TASK OBJECTIVE: In the entries that follow, find the word "LINK" and report each line it is on.

######

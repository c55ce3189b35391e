//! STM32CubeProgrammer CLI invocation
//!
//! The vendor CLI is treated as an opaque executable. Every flash uses the
//! same argument shape:
//!
//! ```text
//! <programmer> -c port=SWD -w <binary> 0x08000000 -v --start
//! ```

use std::ffi::OsString;
use std::io::ErrorKind;
use std::path::{Path, PathBuf};
use std::process::Command;
use std::time::Duration;

use crate::error::{Missing, ProgrammerError, Result};

/// Start of the STM32F4 internal flash
pub const FLASH_ORIGIN: u32 = 0x0800_0000;

/// Debug transport selected on the programmer
pub const SWD_PORT: &str = "port=SWD";

/// Time the target needs to reset and boot after `--start`
pub const SETTLE_DELAY: Duration = Duration::from_secs(3);

/// Output captured from a successful programmer run
#[derive(Debug, Clone, Default, PartialEq, Eq)]
pub struct FlashOutput {
    pub stdout: String,
    pub stderr: String,
}

/// Something that can write a firmware image to the target
///
/// The programmer executable is passed per call so that a session can
/// switch programmers without rebuilding its flasher.
pub trait Flasher {
    /// Write `binary` to flash, verify it and start execution
    fn flash(&self, programmer: &Path, binary: &Path) -> Result<FlashOutput>;

    /// Wait for the target to come back up after flashing
    fn settle(&self, duration: Duration) {
        std::thread::sleep(duration);
    }
}

/// STM32CubeProgrammer command line interface
#[derive(Debug, Clone)]
pub struct CubeProgrammer {
    cli: PathBuf,
}

impl CubeProgrammer {
    /// Create an invoker for the given `STM32_Programmer_CLI` executable
    pub fn new(cli: impl Into<PathBuf>) -> Self {
        Self { cli: cli.into() }
    }

    /// Path to the programmer executable
    pub fn cli(&self) -> &Path {
        &self.cli
    }

    /// Arguments passed to the programmer (without the executable itself)
    pub fn command_args(&self, binary: &Path) -> Vec<OsString> {
        vec![
            "-c".into(),
            SWD_PORT.into(),
            "-w".into(),
            binary.as_os_str().to_owned(),
            format!("0x{:08X}", FLASH_ORIGIN).into(),
            "-v".into(),
            "--start".into(),
        ]
    }

    /// Full command line, for logging
    pub fn command_line(&self, binary: &Path) -> String {
        std::iter::once(self.cli.as_os_str().to_owned())
            .chain(self.command_args(binary))
            .map(|arg| arg.to_string_lossy().into_owned())
            .collect::<Vec<_>>()
            .join(" ")
    }

    fn check_inputs(&self, binary: &Path) -> Result<()> {
        if !binary.exists() {
            return Err(ProgrammerError::NotFound {
                what: Missing::Binary,
                path: binary.to_path_buf(),
            });
        }
        if !self.cli.exists() {
            return Err(ProgrammerError::NotFound {
                what: Missing::Programmer,
                path: self.cli.clone(),
            });
        }
        Ok(())
    }

    /// Run the programmer against `binary`
    pub fn flash(&self, binary: &Path) -> Result<FlashOutput> {
        self.check_inputs(binary)?;

        log::info!("Attempting to flash firmware: {}", self.command_line(binary));

        let output = Command::new(&self.cli)
            .args(self.command_args(binary))
            .output()
            .map_err(|e| match e.kind() {
                ErrorKind::NotFound => ProgrammerError::NotFound {
                    what: Missing::Programmer,
                    path: self.cli.clone(),
                },
                _ => ProgrammerError::Permission {
                    path: self.cli.clone(),
                    source: e,
                },
            })?;

        let stdout = String::from_utf8_lossy(&output.stdout).into_owned();
        let stderr = String::from_utf8_lossy(&output.stderr).into_owned();

        if !output.status.success() {
            log::error!("Flashing failed with {}", output.status);
            log::debug!("stdout: {}", stdout);
            log::debug!("stderr: {}", stderr);
            return Err(ProgrammerError::Failed {
                exit_code: output.status.code(),
                stdout,
                stderr,
            });
        }

        log::info!("Flashing successful!");
        log::debug!("{}", stdout);

        Ok(FlashOutput { stdout, stderr })
    }
}

/// [`Flasher`] backed by the STM32CubeProgrammer CLI
#[derive(Debug, Clone, Copy, Default)]
pub struct CubeFlasher;

impl Flasher for CubeFlasher {
    fn flash(&self, programmer: &Path, binary: &Path) -> Result<FlashOutput> {
        CubeProgrammer::new(programmer).flash(binary)
    }
}

#[cfg(test)]
mod tests {
    use super::*;
    use std::fs;

    #[test]
    fn test_command_args() {
        let prog = CubeProgrammer::new("STM32_Programmer_CLI");
        let args = prog.command_args(Path::new("build/led.bin"));
        let args: Vec<_> = args.iter().map(|a| a.to_str().unwrap()).collect();
        assert_eq!(
            args,
            ["-c", "port=SWD", "-w", "build/led.bin", "0x08000000", "-v", "--start"]
        );
        assert_eq!(
            prog.command_line(Path::new("build/led.bin")),
            "STM32_Programmer_CLI -c port=SWD -w build/led.bin 0x08000000 -v --start"
        );
    }

    #[cfg(unix)]
    #[test]
    fn test_missing_binary_spawns_nothing() {
        let tmp = tempfile::tempdir().unwrap();
        let dir = tmp.path();
        let marker = dir.join("spawned");
        let cli = fake_programmer(dir, &format!("touch {}", marker.display()));

        match CubeProgrammer::new(cli).flash(&dir.join("nope.bin")) {
            Err(ProgrammerError::NotFound { what, .. }) => assert_eq!(what, Missing::Binary),
            other => panic!("expected NotFound, got {:?}", other),
        }
        assert!(!marker.exists());
    }

    #[test]
    fn test_missing_programmer() {
        let tmp = tempfile::tempdir().unwrap();
        let dir = tmp.path();
        let binary = dir.join("led.bin");
        fs::write(&binary, [0u8; 16]).unwrap();

        let prog = CubeProgrammer::new(dir.join("STM32_Programmer_CLI"));
        match prog.flash(&binary) {
            Err(ProgrammerError::NotFound { what, path }) => {
                assert_eq!(what, Missing::Programmer);
                assert_eq!(path, dir.join("STM32_Programmer_CLI"));
            }
            other => panic!("expected NotFound, got {:?}", other),
        }
    }

    #[test]
    fn test_cube_flasher_uses_given_programmer() {
        let tmp = tempfile::tempdir().unwrap();
        let dir = tmp.path();
        let binary = dir.join("led.bin");
        fs::write(&binary, [0u8; 16]).unwrap();

        match CubeFlasher.flash(&dir.join("other_cli"), &binary) {
            Err(ProgrammerError::NotFound { path, .. }) => {
                assert_eq!(path, dir.join("other_cli"))
            }
            other => panic!("expected NotFound, got {:?}", other),
        }
    }

    #[cfg(unix)]
    fn fake_programmer(dir: &Path, body: &str) -> PathBuf {
        use std::os::unix::fs::PermissionsExt;

        let path = dir.join("STM32_Programmer_CLI");
        fs::write(&path, format!("#!/bin/sh\n{}\n", body)).unwrap();
        fs::set_permissions(&path, fs::Permissions::from_mode(0o755)).unwrap();
        path
    }

    #[cfg(unix)]
    #[test]
    fn test_successful_run_captures_output() {
        let tmp = tempfile::tempdir().unwrap();
        let dir = tmp.path();
        let binary = dir.join("led.bin");
        fs::write(&binary, [0u8; 16]).unwrap();
        let cli = fake_programmer(
            dir,
            &format!(
                "echo \"$@\" > {}\necho 'Download verified successfully'",
                dir.join("args").display()
            ),
        );

        let output = CubeProgrammer::new(cli).flash(&binary).unwrap();
        assert_eq!(output.stdout.trim(), "Download verified successfully");

        let args = fs::read_to_string(dir.join("args")).unwrap();
        assert_eq!(
            args.trim(),
            format!("-c port=SWD -w {} 0x08000000 -v --start", binary.display())
        );
    }

    #[cfg(unix)]
    #[test]
    fn test_nonzero_exit_is_reported() {
        let tmp = tempfile::tempdir().unwrap();
        let dir = tmp.path();
        let binary = dir.join("led.bin");
        fs::write(&binary, [0u8; 16]).unwrap();
        let cli = fake_programmer(
            dir,
            concat!(
                "echo 'ST-LINK error (DEV_CONNECT_ERR)'\n",
                "echo 'Error: No debug probe detected.' >&2\n",
                "exit 7",
            ),
        );

        match CubeProgrammer::new(cli).flash(&binary) {
            Err(ProgrammerError::Failed {
                exit_code,
                stdout,
                stderr,
            }) => {
                assert_eq!(exit_code, Some(7));
                assert_eq!(stdout, "ST-LINK error (DEV_CONNECT_ERR)\n");
                assert_eq!(stderr, "Error: No debug probe detected.\n");
            }
            other => panic!("expected Failed, got {:?}", other),
        }
    }

    #[cfg(unix)]
    #[test]
    fn test_unexecutable_programmer() {
        use std::os::unix::fs::PermissionsExt;

        let tmp = tempfile::tempdir().unwrap();
        let dir = tmp.path();
        let binary = dir.join("led.bin");
        fs::write(&binary, [0u8; 16]).unwrap();
        let cli = fake_programmer(dir, "exit 0");
        fs::set_permissions(&cli, fs::Permissions::from_mode(0o644)).unwrap();

        assert!(matches!(
            CubeProgrammer::new(cli).flash(&binary),
            Err(ProgrammerError::Permission { .. })
        ));
    }
}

######

TASK OUTPUT:
                "echo 'ST-LINK error (DEV_CONNECT_ERR)'\n",
                assert_eq!(stdout, "ST-LINK error (DEV_CONNECT_ERR)\n");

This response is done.